> _TASK OBJECTIVE_: Please output the data below exactly as given, starting at its first line and stopping after the line that contains "Intrinsic::Abs => lanewise1(arg(0)?, |x|".

> _DATA PROVIDED_:
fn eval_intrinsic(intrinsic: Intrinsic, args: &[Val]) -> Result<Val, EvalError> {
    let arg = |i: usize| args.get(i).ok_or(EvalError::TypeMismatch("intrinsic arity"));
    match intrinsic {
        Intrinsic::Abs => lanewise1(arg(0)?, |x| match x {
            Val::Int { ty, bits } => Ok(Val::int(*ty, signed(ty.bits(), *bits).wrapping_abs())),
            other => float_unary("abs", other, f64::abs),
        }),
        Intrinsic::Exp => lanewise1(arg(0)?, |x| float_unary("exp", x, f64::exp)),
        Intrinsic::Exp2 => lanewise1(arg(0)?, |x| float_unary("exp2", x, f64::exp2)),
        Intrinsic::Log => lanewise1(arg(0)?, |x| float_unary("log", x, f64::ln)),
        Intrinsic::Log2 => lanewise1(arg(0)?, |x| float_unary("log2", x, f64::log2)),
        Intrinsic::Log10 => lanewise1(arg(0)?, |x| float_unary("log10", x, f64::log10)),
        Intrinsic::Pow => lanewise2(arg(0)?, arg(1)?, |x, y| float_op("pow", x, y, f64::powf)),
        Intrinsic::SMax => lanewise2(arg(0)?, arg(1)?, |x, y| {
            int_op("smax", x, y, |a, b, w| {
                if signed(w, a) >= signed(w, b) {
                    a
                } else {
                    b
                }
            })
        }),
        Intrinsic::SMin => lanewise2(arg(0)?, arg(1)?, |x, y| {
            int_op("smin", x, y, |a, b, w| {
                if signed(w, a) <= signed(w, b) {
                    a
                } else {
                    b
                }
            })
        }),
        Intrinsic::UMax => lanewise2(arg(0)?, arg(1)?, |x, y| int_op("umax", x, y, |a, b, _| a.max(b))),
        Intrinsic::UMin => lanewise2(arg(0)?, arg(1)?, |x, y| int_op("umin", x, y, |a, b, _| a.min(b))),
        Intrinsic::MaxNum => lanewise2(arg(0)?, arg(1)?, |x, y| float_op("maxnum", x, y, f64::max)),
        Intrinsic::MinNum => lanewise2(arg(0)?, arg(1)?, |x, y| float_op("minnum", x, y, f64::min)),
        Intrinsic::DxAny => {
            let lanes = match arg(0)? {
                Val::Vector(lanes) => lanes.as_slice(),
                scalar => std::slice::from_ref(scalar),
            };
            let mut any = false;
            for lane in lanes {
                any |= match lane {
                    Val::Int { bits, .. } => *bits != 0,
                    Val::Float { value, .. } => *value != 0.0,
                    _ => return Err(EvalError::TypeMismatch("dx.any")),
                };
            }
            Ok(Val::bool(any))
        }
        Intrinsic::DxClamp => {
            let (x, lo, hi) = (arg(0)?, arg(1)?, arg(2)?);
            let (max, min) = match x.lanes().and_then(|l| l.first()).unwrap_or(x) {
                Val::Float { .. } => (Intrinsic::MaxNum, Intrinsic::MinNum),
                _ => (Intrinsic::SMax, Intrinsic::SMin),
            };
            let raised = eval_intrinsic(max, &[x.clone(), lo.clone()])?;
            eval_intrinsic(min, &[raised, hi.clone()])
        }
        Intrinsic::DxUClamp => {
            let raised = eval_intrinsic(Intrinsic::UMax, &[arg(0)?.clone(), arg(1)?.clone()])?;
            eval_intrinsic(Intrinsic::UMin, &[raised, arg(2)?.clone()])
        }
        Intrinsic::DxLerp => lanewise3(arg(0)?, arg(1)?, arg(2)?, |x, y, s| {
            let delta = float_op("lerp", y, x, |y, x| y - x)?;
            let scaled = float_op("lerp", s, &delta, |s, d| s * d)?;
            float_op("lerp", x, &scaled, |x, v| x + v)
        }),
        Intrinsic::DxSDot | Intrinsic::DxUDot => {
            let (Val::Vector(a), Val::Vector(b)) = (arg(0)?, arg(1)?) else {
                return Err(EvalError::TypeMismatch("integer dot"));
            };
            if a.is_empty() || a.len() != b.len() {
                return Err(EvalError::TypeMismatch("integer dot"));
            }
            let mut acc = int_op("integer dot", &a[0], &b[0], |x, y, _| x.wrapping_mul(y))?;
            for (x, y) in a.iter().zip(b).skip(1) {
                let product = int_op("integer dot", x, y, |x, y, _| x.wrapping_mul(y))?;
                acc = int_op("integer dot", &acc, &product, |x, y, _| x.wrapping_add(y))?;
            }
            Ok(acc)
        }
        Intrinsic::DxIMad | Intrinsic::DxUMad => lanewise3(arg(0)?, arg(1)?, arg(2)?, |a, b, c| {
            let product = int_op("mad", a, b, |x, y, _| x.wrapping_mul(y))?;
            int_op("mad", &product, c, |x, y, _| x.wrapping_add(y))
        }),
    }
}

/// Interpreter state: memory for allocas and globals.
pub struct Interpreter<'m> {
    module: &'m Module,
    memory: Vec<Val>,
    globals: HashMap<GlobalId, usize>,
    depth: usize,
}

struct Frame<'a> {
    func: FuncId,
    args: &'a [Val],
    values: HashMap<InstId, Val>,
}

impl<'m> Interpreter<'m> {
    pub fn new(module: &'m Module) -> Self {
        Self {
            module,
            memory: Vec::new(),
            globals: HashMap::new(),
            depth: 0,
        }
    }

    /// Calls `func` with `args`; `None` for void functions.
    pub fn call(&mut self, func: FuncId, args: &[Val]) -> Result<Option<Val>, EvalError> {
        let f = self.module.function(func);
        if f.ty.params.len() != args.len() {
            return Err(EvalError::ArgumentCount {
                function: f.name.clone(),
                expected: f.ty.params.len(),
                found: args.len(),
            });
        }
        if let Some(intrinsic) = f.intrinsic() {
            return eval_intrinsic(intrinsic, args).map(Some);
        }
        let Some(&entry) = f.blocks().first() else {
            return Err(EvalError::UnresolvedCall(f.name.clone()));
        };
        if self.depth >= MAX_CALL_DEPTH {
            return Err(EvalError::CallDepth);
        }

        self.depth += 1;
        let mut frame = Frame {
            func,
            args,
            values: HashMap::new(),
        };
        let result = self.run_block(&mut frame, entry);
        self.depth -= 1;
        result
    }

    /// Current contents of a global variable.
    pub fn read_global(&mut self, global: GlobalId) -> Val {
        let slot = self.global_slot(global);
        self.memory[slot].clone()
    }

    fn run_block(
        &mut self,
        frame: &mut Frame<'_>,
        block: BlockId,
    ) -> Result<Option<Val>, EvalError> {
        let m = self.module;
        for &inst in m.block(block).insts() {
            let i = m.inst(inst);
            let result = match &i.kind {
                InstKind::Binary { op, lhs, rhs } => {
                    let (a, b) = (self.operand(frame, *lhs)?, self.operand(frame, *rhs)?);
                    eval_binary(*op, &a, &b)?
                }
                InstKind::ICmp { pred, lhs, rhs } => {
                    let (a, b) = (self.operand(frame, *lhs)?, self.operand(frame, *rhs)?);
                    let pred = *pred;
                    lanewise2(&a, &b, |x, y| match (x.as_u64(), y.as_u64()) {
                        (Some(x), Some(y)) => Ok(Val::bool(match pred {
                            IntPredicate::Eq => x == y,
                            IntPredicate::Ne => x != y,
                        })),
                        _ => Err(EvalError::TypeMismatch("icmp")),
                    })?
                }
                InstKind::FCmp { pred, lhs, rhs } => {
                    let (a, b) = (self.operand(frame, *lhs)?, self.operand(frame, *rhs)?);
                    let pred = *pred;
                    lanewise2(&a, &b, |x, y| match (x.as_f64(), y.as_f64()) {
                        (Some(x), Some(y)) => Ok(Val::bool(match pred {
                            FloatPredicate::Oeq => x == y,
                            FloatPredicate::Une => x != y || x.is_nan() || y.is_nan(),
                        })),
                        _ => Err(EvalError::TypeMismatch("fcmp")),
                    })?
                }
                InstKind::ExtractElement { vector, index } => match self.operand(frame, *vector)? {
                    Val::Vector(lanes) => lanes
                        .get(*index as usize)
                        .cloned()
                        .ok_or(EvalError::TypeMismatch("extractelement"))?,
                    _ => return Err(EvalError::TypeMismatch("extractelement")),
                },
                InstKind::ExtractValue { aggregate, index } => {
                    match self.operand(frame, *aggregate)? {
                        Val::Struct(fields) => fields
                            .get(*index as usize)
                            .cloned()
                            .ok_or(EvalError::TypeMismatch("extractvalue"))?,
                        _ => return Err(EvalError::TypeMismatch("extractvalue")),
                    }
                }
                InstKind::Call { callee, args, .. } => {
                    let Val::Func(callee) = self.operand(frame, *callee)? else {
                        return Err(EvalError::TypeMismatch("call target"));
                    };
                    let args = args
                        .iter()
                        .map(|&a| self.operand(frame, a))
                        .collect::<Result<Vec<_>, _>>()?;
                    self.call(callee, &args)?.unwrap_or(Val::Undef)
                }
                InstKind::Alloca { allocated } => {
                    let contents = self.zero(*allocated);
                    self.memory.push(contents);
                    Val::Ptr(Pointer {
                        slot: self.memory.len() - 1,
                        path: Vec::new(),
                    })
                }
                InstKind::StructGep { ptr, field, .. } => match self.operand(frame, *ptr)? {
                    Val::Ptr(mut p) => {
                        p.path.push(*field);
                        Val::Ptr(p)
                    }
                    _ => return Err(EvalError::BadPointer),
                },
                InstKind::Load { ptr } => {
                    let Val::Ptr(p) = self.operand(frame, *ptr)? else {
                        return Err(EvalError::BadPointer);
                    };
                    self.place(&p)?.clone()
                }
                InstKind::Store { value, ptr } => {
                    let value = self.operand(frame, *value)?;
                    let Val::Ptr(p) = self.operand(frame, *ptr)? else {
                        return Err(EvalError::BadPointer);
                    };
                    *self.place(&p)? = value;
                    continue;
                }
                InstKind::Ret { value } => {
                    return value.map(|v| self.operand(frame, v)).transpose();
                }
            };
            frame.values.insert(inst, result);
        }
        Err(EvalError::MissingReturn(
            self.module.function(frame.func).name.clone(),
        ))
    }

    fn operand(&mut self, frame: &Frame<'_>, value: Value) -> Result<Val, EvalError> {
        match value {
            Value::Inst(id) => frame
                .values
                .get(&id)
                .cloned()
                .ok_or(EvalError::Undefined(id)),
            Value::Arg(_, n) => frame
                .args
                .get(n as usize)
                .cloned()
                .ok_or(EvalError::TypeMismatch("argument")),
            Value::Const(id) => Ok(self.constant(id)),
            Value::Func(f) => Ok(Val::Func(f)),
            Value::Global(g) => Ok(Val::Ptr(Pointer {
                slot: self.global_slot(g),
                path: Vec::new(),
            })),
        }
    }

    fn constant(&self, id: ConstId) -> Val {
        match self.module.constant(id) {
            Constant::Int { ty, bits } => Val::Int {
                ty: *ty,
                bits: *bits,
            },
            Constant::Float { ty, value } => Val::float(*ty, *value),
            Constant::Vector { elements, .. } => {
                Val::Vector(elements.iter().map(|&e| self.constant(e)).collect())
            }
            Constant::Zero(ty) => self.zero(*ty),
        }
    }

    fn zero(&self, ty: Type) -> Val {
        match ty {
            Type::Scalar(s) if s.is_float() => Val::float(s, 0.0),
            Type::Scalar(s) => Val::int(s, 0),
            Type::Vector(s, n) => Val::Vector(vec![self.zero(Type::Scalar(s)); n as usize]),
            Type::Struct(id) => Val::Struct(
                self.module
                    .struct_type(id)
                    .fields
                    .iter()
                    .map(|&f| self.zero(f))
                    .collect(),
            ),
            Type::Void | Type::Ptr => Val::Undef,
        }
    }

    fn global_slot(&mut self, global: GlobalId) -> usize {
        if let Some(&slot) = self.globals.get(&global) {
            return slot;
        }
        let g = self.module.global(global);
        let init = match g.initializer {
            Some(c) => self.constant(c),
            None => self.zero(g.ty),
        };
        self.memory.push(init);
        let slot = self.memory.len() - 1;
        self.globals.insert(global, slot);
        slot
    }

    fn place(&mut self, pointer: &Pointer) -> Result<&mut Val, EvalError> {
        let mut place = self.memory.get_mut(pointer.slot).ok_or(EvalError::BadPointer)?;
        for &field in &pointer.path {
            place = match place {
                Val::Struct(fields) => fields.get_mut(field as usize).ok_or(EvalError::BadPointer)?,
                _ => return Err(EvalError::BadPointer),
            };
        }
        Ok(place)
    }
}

> _TASK RESULT_:
fn eval_intrinsic(intrinsic: Intrinsic, args: &[Val]) -> Result<Val, EvalError> {
    let arg = |i: usize| args.get(i).ok_or(EvalError::TypeMismatch("intrinsic arity"));
    match intrinsic {
        Intrinsic::Abs => lanewise1(arg(0)?, |x| match x {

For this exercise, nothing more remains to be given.